Johnston studied the research and said, "Just recently, in some of their recent ground water reports, which all the coal ash ponds under the 2015 federal rule had to post ground water monitoring results, showed arsenic levels above the maximum contaminate levels. So, there's arsenic, there's boron, there are all kinds of heavy metals that come out of these coal ash ponds that have been found in the ground water in all these sites."
Research shows that long-term exposure to Arsenic causes cancer. Yet, the TVA maintains, the contaminants found in the ground water aren't flowing into the river. Scott Brooks with TVA public relations said there is no link between the chemicals and any health issues in the Shoals.
"We've shared with them the data from decades of research of monitoring and on-going monitoring of that site that shows, overall, nothing is moving off the site that shouldn't be," Brooks said.
The TVA claims by placing a cap on the coal ash, it can be safely stored. Yet, Petty said he's sick and tired of watching his friends and family members die from cancer.
Petty said at least he has some hope in his crusade to get the coal ash moved away from his home.
Recently, a federal judge ruled that the TVA is violating the Clean Water Act at its plant in Gallatin, Tennessee by allowing pollutants to leak into the Cumberland River. The judge ordered the utility to move decades of coal ash to a lined landfill.
The TVA is appealing that ruling, saying the cleanup may cost $2 billion and take more than two decades.
"Certainly the transport is a huge expense. If you have to move it off-site, and it does, it would tend to be more expensive than to move it somewhere on-site. And we are trying to look out for the 9 million consumers we serve and not put an undue burden on them in any case," said Brooks.
Yet, what about moving coal ash away from the plants in Alabama? Experts say it won't happen anytime soon unless environmental groups win in federal court. The SELC claims that state environmental officials have a hands-off approach with the TVA.

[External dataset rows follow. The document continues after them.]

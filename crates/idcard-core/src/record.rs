use serde::Serialize;

/// Sex encoded by the parity of the sequence digit.
///
/// `Male` is the zero state: a record whose sequence digit could not be
/// parsed reports `Male`.
#[derive(Debug, Clone, Copy, Default, PartialEq, Eq, Hash, Serialize)]
#[serde(rename_all = "lowercase")]
pub enum Sex {
    #[default]
    Male,
    Female,
}

impl Sex {
    /// Sex from a sequence digit (or digits): even is female, odd is male.
    pub fn from_sequence(value: u32) -> Self {
        if value % 2 == 0 { Sex::Female } else { Sex::Male }
    }

    /// Integer encoding: 1 for male, 2 for female (even means female).
    pub fn code(self) -> i32 {
        match self {
            Sex::Male => 1,
            Sex::Female => 2,
        }
    }
}

/// Demographic attributes derived from one identity-card number.
///
/// Fields that could not be derived are left empty (or zero); see
/// [`IdParser::parse_detailed`](crate::IdParser::parse_detailed) for the
/// per-field errors.
#[derive(Debug, Clone, Default, PartialEq, Eq, Serialize)]
pub struct IdentityRecord {
    pub(crate) id_card: String,
    pub(crate) province: String,
    pub(crate) city: String,
    pub(crate) county: String,
    pub(crate) sex: Sex,
    pub(crate) age: i32,
    pub(crate) matches_pattern: bool,
}

impl IdentityRecord {
    pub(crate) fn new(id_card: &str) -> Self {
        Self {
            id_card: id_card.to_string(),
            ..Self::default()
        }
    }

    pub fn id_card(&self) -> &str {
        &self.id_card
    }

    pub fn province(&self) -> &str {
        &self.province
    }

    pub fn city(&self) -> &str {
        &self.city
    }

    pub fn county(&self) -> &str {
        &self.county
    }

    pub fn sex(&self) -> Sex {
        self.sex
    }

    pub fn age(&self) -> i32 {
        self.age
    }

    /// Whether the ID matched the 15/18-digit pattern.
    ///
    /// A non-matching ID is still parsed field by field; this flag is the
    /// only trace of the mismatch besides a `warn` log line.
    pub fn matches_pattern(&self) -> bool {
        self.matches_pattern
    }
}

#[cfg(test)]
mod tests {
    use super::*;

    #[test]
    fn parity_decides_sex() {
        assert_eq!(Sex::from_sequence(0), Sex::Female);
        assert_eq!(Sex::from_sequence(1), Sex::Male);
        assert_eq!(Sex::from_sequence(4), Sex::Female);
        assert_eq!(Sex::from_sequence(9), Sex::Male);
        assert_eq!(Sex::from_sequence(12), Sex::Female);
    }

    #[test]
    fn female_code_is_even() {
        assert_eq!(Sex::Female.code() % 2, 0);
        assert_eq!(Sex::Male.code() % 2, 1);
    }

    #[test]
    fn zero_state() {
        let record = IdentityRecord::new("110101");
        assert_eq!(record.id_card(), "110101");
        assert_eq!(record.province(), "");
        assert_eq!(record.city(), "");
        assert_eq!(record.county(), "");
        assert_eq!(record.sex(), Sex::Male);
        assert_eq!(record.age(), 0);
        assert!(!record.matches_pattern());
    }
}
//! Lazily loaded, process-lifetime access to the location table.

use std::path::{Path, PathBuf};
use std::sync::OnceLock;

use idcard_core::{AdministrativeCodeTable, IdCardError, IdParser, IdentityRecord};
use tracing::{error, info};

use crate::DataError;
use crate::artifact::load_table;

/// Default location table path, relative to the working directory.
pub const DEFAULT_LOCATION_PATH: &str = "location.json";

/// Outcome of the one-time load: the table (empty on failure) and the
/// captured failure, if any.
#[derive(Debug)]
struct Loaded {
    table: AdministrativeCodeTable,
    failure: Option<DataError>,
}

/// Owns the location table and loads it on first use.
///
/// The load runs at most once per service. Concurrent first callers block
/// until it completes and then all observe the same table. A failed load is
/// logged and leaves an empty table, so every lookup fails per field rather
/// than failing the parse.
#[derive(Debug)]
pub struct CodeTableService {
    path: PathBuf,
    loaded: OnceLock<Loaded>,
}

impl Default for CodeTableService {
    fn default() -> Self {
        Self::new(DEFAULT_LOCATION_PATH)
    }
}

impl CodeTableService {
    /// A service that will load `path` on first use.
    pub fn new(path: impl Into<PathBuf>) -> Self {
        Self {
            path: path.into(),
            loaded: OnceLock::new(),
        }
    }

    /// A service over an already-built table; nothing is read from disk.
    pub fn from_table(table: AdministrativeCodeTable) -> Self {
        Self {
            path: PathBuf::new(),
            loaded: OnceLock::from(Loaded {
                table,
                failure: None,
            }),
        }
    }

    pub fn path(&self) -> &Path {
        &self.path
    }

    /// Whether the one-time load has already run.
    pub fn is_loaded(&self) -> bool {
        self.loaded.get().is_some()
    }

    fn loaded(&self) -> &Loaded {
        self.loaded.get_or_init(|| match load_table(&self.path) {
            Ok(table) => {
                info!(
                    path = %self.path.display(),
                    provinces = table.provinces.len(),
                    cities = table.cities.len(),
                    counties = table.counties.len(),
                    "loaded location table"
                );
                Loaded {
                    table,
                    failure: None,
                }
            }
            Err(e) => {
                error!(path = %self.path.display(), error = %e, "failed to load location table");
                Loaded {
                    table: AdministrativeCodeTable::new(),
                    failure: Some(e),
                }
            }
        })
    }

    /// The table, loading it first if needed. Empty if the load failed.
    pub fn table(&self) -> &AdministrativeCodeTable {
        &self.loaded().table
    }

    /// The load failure, if the one-time load failed.
    pub fn load_error(&self) -> Option<&DataError> {
        self.loaded().failure.as_ref()
    }

    pub fn parser(&self) -> IdParser<'_> {
        IdParser::new(self.table())
    }

    /// Parse `id` against this service's table; see [`IdParser::parse`].
    pub fn parse(&self, id: &str) -> Result<IdentityRecord, IdCardError> {
        self.parser().parse(id)
    }
}

#[cfg(test)]
mod tests {
    use std::sync::Arc;

    use chrono::NaiveDate;

    use super::*;
    use crate::builder::build_location_file;

    const SAMPLE: &str = include_str!("../data/database.sample.json");

    fn built_location(tmp: &tempfile::TempDir) -> PathBuf {
        let database = tmp.path().join("database.json");
        let location = tmp.path().join("location.json");
        std::fs::write(&database, SAMPLE).unwrap();
        build_location_file(&database, &location).unwrap();
        location
    }

    #[test]
    fn loads_lazily_on_first_use() {
        let tmp = tempfile::TempDir::new().unwrap();
        let service = CodeTableService::new(built_location(&tmp));
        assert!(!service.is_loaded());

        let record = service.parse("510232195508152414").unwrap();
        assert!(service.is_loaded());
        assert!(service.load_error().is_none());
        assert_eq!(record.province(), "四川省");
        assert_eq!(record.city(), "重庆市");
        assert_eq!(record.county(), "璧山县");
    }

    #[test]
    fn load_is_not_repeated() {
        let tmp = tempfile::TempDir::new().unwrap();
        let path = built_location(&tmp);
        let service = CodeTableService::new(&path);
        assert!(!service.table().is_empty());

        // Removing the file after the first load has no effect.
        std::fs::remove_file(&path).unwrap();
        assert!(!service.table().is_empty());
        assert!(service.load_error().is_none());
    }

    #[test]
    fn failed_load_leaves_empty_table() {
        let tmp = tempfile::TempDir::new().unwrap();
        let service = CodeTableService::new(tmp.path().join("location.json"));

        let record = service.parse("510232195508152414").unwrap();
        assert!(service.table().is_empty());
        assert!(matches!(service.load_error(), Some(DataError::Read { .. })));
        assert_eq!(record.province(), "");
        assert_eq!(record.city(), "");
        assert_eq!(record.county(), "");
        assert!(record.age() > 0);
    }

    #[test]
    fn failure_is_captured_once() {
        let tmp = tempfile::TempDir::new().unwrap();
        let path = tmp.path().join("location.json");
        let service = CodeTableService::new(&path);
        assert!(service.load_error().is_some());

        // A table appearing later is not picked up.
        std::fs::write(&path, r#"{"provinces": {"51": "四川省"}}"#).unwrap();
        assert!(service.table().is_empty());
        assert!(service.load_error().is_some());
    }

    #[test]
    fn concurrent_first_use_sees_one_table() {
        let tmp = tempfile::TempDir::new().unwrap();
        let service = Arc::new(CodeTableService::new(built_location(&tmp)));

        let handles: Vec<_> = (0..8)
            .map(|_| {
                let service = Arc::clone(&service);
                std::thread::spawn(move || {
                    let today = NaiveDate::from_ymd_opt(2024, 1, 1).unwrap();
                    let record = service
                        .parser()
                        .parse_at("510232195508152414", today)
                        .unwrap();
                    (service.table() as *const AdministrativeCodeTable as usize, record)
                })
            })
            .collect();

        let results: Vec<_> = handles.into_iter().map(|h| h.join().unwrap()).collect();
        let (first_ptr, first_record) = &results[0];
        for (ptr, record) in &results {
            assert_eq!(ptr, first_ptr);
            assert_eq!(record, first_record);
        }
        assert_eq!(first_record.age(), 68);
    }

    #[test]
    fn from_table_skips_disk() {
        let mut table = AdministrativeCodeTable::new();
        table.provinces.insert("11".into(), "北京市".into());
        let service = CodeTableService::from_table(table);
        assert!(service.is_loaded());
        assert_eq!(service.path(), Path::new(""));

        let today = NaiveDate::from_ymd_opt(2024, 1, 1).unwrap();
        let (record, errors) = service
            .parser()
            .parse_detailed_at("110101199003078034", today)
            .unwrap();
        assert_eq!(record.province(), "北京市");
        // Municipality: a missing county is not an error, a missing city is.
        assert_eq!(errors.len(), 1);
    }

    #[test]
    fn default_path() {
        assert_eq!(
            CodeTableService::default().path(),
            Path::new(DEFAULT_LOCATION_PATH)
        );
    }
}
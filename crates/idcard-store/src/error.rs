use std::path::PathBuf;

use thiserror::Error;

#[derive(Debug, Error)]
pub enum DataError {
    #[error("failed to read {}: {source}", path.display())]
    Read {
        path: PathBuf,
        #[source]
        source: std::io::Error,
    },

    #[error("failed to write {}: {source}", path.display())]
    Write {
        path: PathBuf,
        #[source]
        source: std::io::Error,
    },

    #[error("json error: {0}")]
    Json(#[from] serde_json::Error),

    #[error("malformed entry {entry:?} under key {key:?}")]
    MalformedEntry { key: String, entry: String },
}
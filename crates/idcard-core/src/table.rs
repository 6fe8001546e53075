//! Administrative code table: flat prefix → name mappings for the three
//! administrative levels.
//!
//! Serialised as the `location.json` artifact:
//!
//! ```json
//! { "provinces": { "11": "北京市" }, "cities": { "5102": "重庆市" }, "countries": { "510232": "璧山县" } }
//! ```
//!
//! The county mapping keeps the `countries` field name of the artifact.

use std::collections::BTreeMap;

use serde::{Deserialize, Serialize};

/// Province-level cities without a distinct county layer in the table.
pub const MUNICIPALITIES: &[&str] = &["北京", "天津", "上海", "重庆"];

/// Read-only lookup table from administrative code prefixes to names.
#[derive(Debug, Clone, Default, PartialEq, Eq, Serialize, Deserialize)]
pub struct AdministrativeCodeTable {
    /// 2-digit prefix → province name
    #[serde(default)]
    pub provinces: BTreeMap<String, String>,
    /// 4-digit prefix (or full 6-digit code) → city name
    #[serde(default)]
    pub cities: BTreeMap<String, String>,
    /// 6-digit code → county name
    #[serde(default, rename = "countries")]
    pub counties: BTreeMap<String, String>,
}

impl AdministrativeCodeTable {
    pub fn new() -> Self {
        Self::default()
    }

    pub fn province(&self, code: &str) -> Option<&str> {
        self.provinces.get(code).map(String::as_str)
    }

    pub fn city(&self, code: &str) -> Option<&str> {
        self.cities.get(code).map(String::as_str)
    }

    pub fn county(&self, code: &str) -> Option<&str> {
        self.counties.get(code).map(String::as_str)
    }

    /// True when none of the three mappings has an entry.
    pub fn is_empty(&self) -> bool {
        self.provinces.is_empty() && self.cities.is_empty() && self.counties.is_empty()
    }

    /// Total number of entries across all three mappings.
    pub fn len(&self) -> usize {
        self.provinces.len() + self.cities.len() + self.counties.len()
    }
}

/// Whether a province name denotes a municipality.
///
/// Matches with or without the trailing `市` ("北京" and "北京市").
pub fn is_municipality(province: &str) -> bool {
    let bare = province.strip_suffix('市').unwrap_or(province);
    MUNICIPALITIES.contains(&bare)
}
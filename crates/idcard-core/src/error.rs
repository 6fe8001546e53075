use thiserror::Error;

/// Hard failure of a parse call.
///
/// Only format validation can fail a parse; every field-level problem is
/// reported as a [`FieldError`] instead.
#[derive(Debug, Clone, Error)]
pub enum IdCardError {
    #[error("idcard format error: {0}")]
    Format(#[from] regex::Error),
}

/// Which derived field a lookup failed for.
#[derive(Debug, Clone, Copy, PartialEq, Eq)]
pub enum Region {
    Province,
    City,
    County,
}

impl std::fmt::Display for Region {
    fn fmt(&self, f: &mut std::fmt::Formatter<'_>) -> std::fmt::Result {
        f.write_str(match self {
            Region::Province => "province",
            Region::City => "city",
            Region::County => "county",
        })
    }
}

/// Failure to derive a single field of an [`IdentityRecord`](crate::IdentityRecord).
///
/// The field stays at its zero value; the other fields are unaffected.
#[derive(Debug, Clone, PartialEq, Eq, Error)]
pub enum FieldError {
    #[error("{region} not found: {id}")]
    Lookup { region: Region, id: String },

    #[error("birthday invalid: {birthday:?} in {id}")]
    Birthday { id: String, birthday: String },

    #[error("sequence digit invalid: {id}")]
    Sequence { id: String },
}

impl FieldError {
    pub(crate) fn lookup(region: Region, id: &str) -> Self {
        FieldError::Lookup {
            region,
            id: id.to_string(),
        }
    }
}
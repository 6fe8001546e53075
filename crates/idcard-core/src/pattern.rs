//! Format check for 18-digit (current) and 15-digit (legacy) identity numbers.

use std::sync::OnceLock;

use regex::Regex;

use crate::IdCardError;

/// 18 digits: 6-digit region, YYYYMMDD birthday, 3-digit sequence, check digit (0-9 or X).
/// 15 digits: 6-digit region, YYMMDD birthday, 3-digit sequence.
pub const ID_CARD_PATTERN: &str = concat!(
    r"^(?:",
    r"[1-9]\d{5}(?:18|19|20)\d{2}(?:0[1-9]|1[0-2])(?:0[1-9]|[12]\d|3[01])\d{3}[\dXx]",
    r"|",
    r"[1-9]\d{7}(?:0[1-9]|1[0-2])(?:0[1-9]|[12]\d|3[01])\d{3}",
    r")$",
);

static PATTERN: OnceLock<Result<Regex, regex::Error>> = OnceLock::new();

fn pattern() -> Result<&'static Regex, IdCardError> {
    PATTERN
        .get_or_init(|| Regex::new(ID_CARD_PATTERN))
        .as_ref()
        .map_err(|e| IdCardError::Format(e.clone()))
}

/// Check an ID against [`ID_CARD_PATTERN`].
///
/// `Err` only when the pattern itself fails to compile. `Ok(false)` means the
/// ID does not match; callers decide what a mismatch means.
pub fn check_format(id: &str) -> Result<bool, IdCardError> {
    Ok(pattern()?.is_match(id))
}

#[cfg(test)]
mod tests {
    use super::*;

    #[test]
    fn pattern_compiles() {
        assert!(Regex::new(ID_CARD_PATTERN).is_ok());
    }

    #[test]
    fn accepts_eighteen_digit_ids() {
        assert!(check_format("510232195508152414").unwrap());
        assert!(check_format("460022197112162510").unwrap());
        assert!(check_format("11010119900307803X").unwrap());
        assert!(check_format("11010119900307803x").unwrap());
    }

    #[test]
    fn accepts_fifteen_digit_ids() {
        assert!(check_format("510232550815241").unwrap());
    }

    #[test]
    fn rejects_malformed_ids() {
        assert!(!check_format("").unwrap());
        assert!(!check_format("51023219550815241").unwrap());
        assert!(!check_format("010232195508152414").unwrap());
        assert!(!check_format("510232195513152414").unwrap());
        assert!(!check_format("51023219550815241Y").unwrap());
        assert!(!check_format("abc").unwrap());
    }
}
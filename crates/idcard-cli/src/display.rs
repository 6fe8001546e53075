//! Plain-text rendering of parsed identity records.

use idcard_core::{IdentityRecord, Sex};
use idcard_store::ScanHit;

const MISSING: &str = "-";

fn or_missing(value: &str) -> &str {
    if value.is_empty() { MISSING } else { value }
}

fn sex_label(sex: Sex) -> &'static str {
    match sex {
        Sex::Male => "male",
        Sex::Female => "female",
    }
}

/// Vertical card for a single record.
pub fn card(record: &IdentityRecord) -> String {
    let mut out = format!("{}\n", record.id_card());
    if !record.matches_pattern() {
        out.push_str("  (does not match the idcard format)\n");
    }
    for (label, value) in [
        ("province", or_missing(record.province())),
        ("city", or_missing(record.city())),
        ("county", or_missing(record.county())),
        ("sex", sex_label(record.sex())),
    ] {
        out.push_str(&format!("  {label:<9}{value}\n"));
    }
    out.push_str(&format!("  {:<9}{}\n", "age", record.age()));
    out
}

/// One tab-separated line per scan hit: line, id, province, city, county.
pub fn scan_line(hit: &ScanHit) -> String {
    let r = &hit.record;
    format!(
        "{}\t{}\t{}\t{}\t{}",
        hit.line,
        r.id_card(),
        or_missing(r.province()),
        or_missing(r.city()),
        or_missing(r.county()),
    )
}
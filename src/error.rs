//! Startup error taxonomy.
//!
//! Everything that can fail does so during setup; the hot path itself is
//! total and reports through counters instead of `Result`s.

use thiserror::Error;

#[derive(Debug, Error)]
pub enum EngineError {
    /// The backing allocation for the arena could not be obtained.
    #[error("arena: failed to allocate {0} bytes")]
    AllocationFailed(usize),

    /// A bump allocation did not fit in the remaining arena space.
    #[error("arena: out of memory (requested {requested} bytes, {remaining} remaining)")]
    ArenaExhausted { requested: usize, remaining: usize },

    /// Ring capacities must be powers of two for mask indexing.
    #[error("ring: capacity {0} is not a power of two")]
    CapacityNotPowerOfTwo(usize),

    /// Pool capacities must leave room for the null index sentinel.
    #[error("pool: capacity {0} exceeds the index range")]
    PoolTooLarge(usize),
}
//! Final run report, printed to stdout after shutdown.

use std::sync::atomic::Ordering;

use crate::arena::Arena;
use crate::config::PRICE_MULTIPLIER;
use crate::order::{Order, OrderMessage};
use crate::order_book::OrderBook;
use crate::stats::EngineStats;

/// Render a fixed-point price as `whole.frac` with four decimal digits.
pub fn format_price(fixed: i64) -> String {
    let whole = fixed / PRICE_MULTIPLIER;
    let frac = (fixed % PRICE_MULTIPLIER).abs();
    format!("{whole}.{frac:04}")
}

pub fn print_report(stats: &EngineStats, elapsed_secs: f64, arena: &Arena, book: &OrderBook) {
    let received = stats.orders_received.load(Ordering::Relaxed);
    let processed = stats.orders_processed.load(Ordering::Relaxed);
    let fills = stats.total_fills.load(Ordering::Relaxed);
    let ring_full = stats.ring_buffer_full.load(Ordering::Relaxed);
    let pool_oom = stats.pool_exhausted.load(Ordering::Relaxed);

    let throughput = if elapsed_secs > 0.0 {
        processed as f64 / elapsed_secs
    } else {
        0.0
    };
    let avg_latency_ns = if throughput > 0.0 { 1e9 / throughput } else { 0.0 };

    println!();
    println!("================================================================");
    println!("  MATCHING ENGINE - FINAL REPORT");
    println!("================================================================");
    println!();
    println!("   {:<30} {:>20}", "Orders Received", received);
    println!("   {:<30} {:>20}", "Orders Processed", processed);
    println!("   {:<30} {:>20}", "Total Fills (units)", fills);
    println!("   {:<30} {:>20}", "Matches", book.match_count());
    println!("   {:<30} {:>20}", "Cancels", book.cancel_count());
    println!("   {:<30} {:>18.2} s", "Elapsed Time", elapsed_secs);
    println!("   {:<30} {:>14.0} ops/s", "Throughput", throughput);
    println!("   {:<30} {:>17.0} ns", "Avg Latency (estimate)", avg_latency_ns);
    println!();
    println!("   {:<30} {:>20}", "Ring Buffer Full Events", ring_full);
    println!("   {:<30} {:>20}", "Pool Exhausted Events", pool_oom);
    println!(
        "   {:<30} {:>13.2} / {:.0} MB",
        "Arena Memory Used",
        arena.used() as f64 / (1024.0 * 1024.0),
        arena.capacity() as f64 / (1024.0 * 1024.0)
    );
    println!(
        "   {:<30} {:>18} B",
        "sizeof(Order)",
        std::mem::size_of::<Order>()
    );
    println!(
        "   {:<30} {:>18} B",
        "sizeof(OrderMessage)",
        std::mem::size_of::<OrderMessage>()
    );
    println!(
        "   {:<30} {:>20}",
        "Best Bid",
        format_price(book.best_bid_price())
    );
    println!(
        "   {:<30} {:>20}",
        "Best Ask",
        format_price(book.best_ask_price())
    );
    println!();
    println!("================================================================");

    let throughput_ok = throughput >= 500_000.0;
    println!(
        "   Throughput >= 500K ops/s:    {} ({:.0} ops/s)",
        if throughput_ok { "PASSED" } else { "BELOW TARGET" },
        throughput
    );
    println!(
        "   Zero-Alloc Hot Path:         {}",
        if pool_oom == 0 {
            "PASSED"
        } else {
            "POOL EXHAUSTION DETECTED"
        }
    );
    println!("================================================================");
    println!();
}
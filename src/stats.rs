//! Shared observability counters and the shutdown flag.
//!
//! Everything here is read cross-thread with relaxed ordering; the numbers
//! exist for the final report and may be momentarily stale while running.
//! Only the `running` flag carries ordering weight: a release store at
//! shutdown, relaxed loads on the hot path (a missed read just delays exit
//! by one spin).

use std::sync::atomic::{AtomicBool, AtomicU64, Ordering};

use crate::config::CACHE_LINE_SIZE;

#[repr(align(64))]
pub struct EngineStats {
    /// Messages the gateway handed to the ring.
    pub orders_received: AtomicU64,
    /// Messages the matcher popped and dispatched.
    pub orders_processed: AtomicU64,
    /// Units filled across all matches.
    pub total_fills: AtomicU64,
    /// Producer-side back-pressure events (push rejected, retried).
    pub ring_buffer_full: AtomicU64,
    /// Orders dropped because the pool had no free slot.
    pub pool_exhausted: AtomicU64,
    running: AtomicBool,
}

const _: () = assert!(std::mem::align_of::<EngineStats>() == CACHE_LINE_SIZE);

impl EngineStats {
    pub fn new() -> Self {
        Self {
            orders_received: AtomicU64::new(0),
            orders_processed: AtomicU64::new(0),
            total_fills: AtomicU64::new(0),
            ring_buffer_full: AtomicU64::new(0),
            pool_exhausted: AtomicU64::new(0),
            running: AtomicBool::new(true),
        }
    }

    #[inline]
    pub fn running(&self) -> bool {
        self.running.load(Ordering::Relaxed)
    }

    /// Cooperative shutdown: workers observe this and wind down.
    pub fn stop(&self) {
        self.running.store(false, Ordering::Release);
    }
}

impl Default for EngineStats {
    fn default() -> Self {
        Self::new()
    }
}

"So, I don't know how comfortable ADEM is with arsenic getting into ground water and surface water, but we're certainly not comfortable with it. And we're trying to protect the public health and environment," Johnston said.
ADEM would not answer any of WAFF 48's questions about coal ash on camera. Instead, they issued this statement:
The public drinking water systems that operate in the TVA area have not detected any issues at those facilities. ADEM is confident that the adopted rules, which will be submitted as part of a program approval to the EPA in June, are protective of the environment and public health.
Environmental groups are lobbying against the new coal ash rules. The SELC is concerned power companies would have less oversight in how they monitor coal ash pollutants, and how they follow through on any needed cleanup.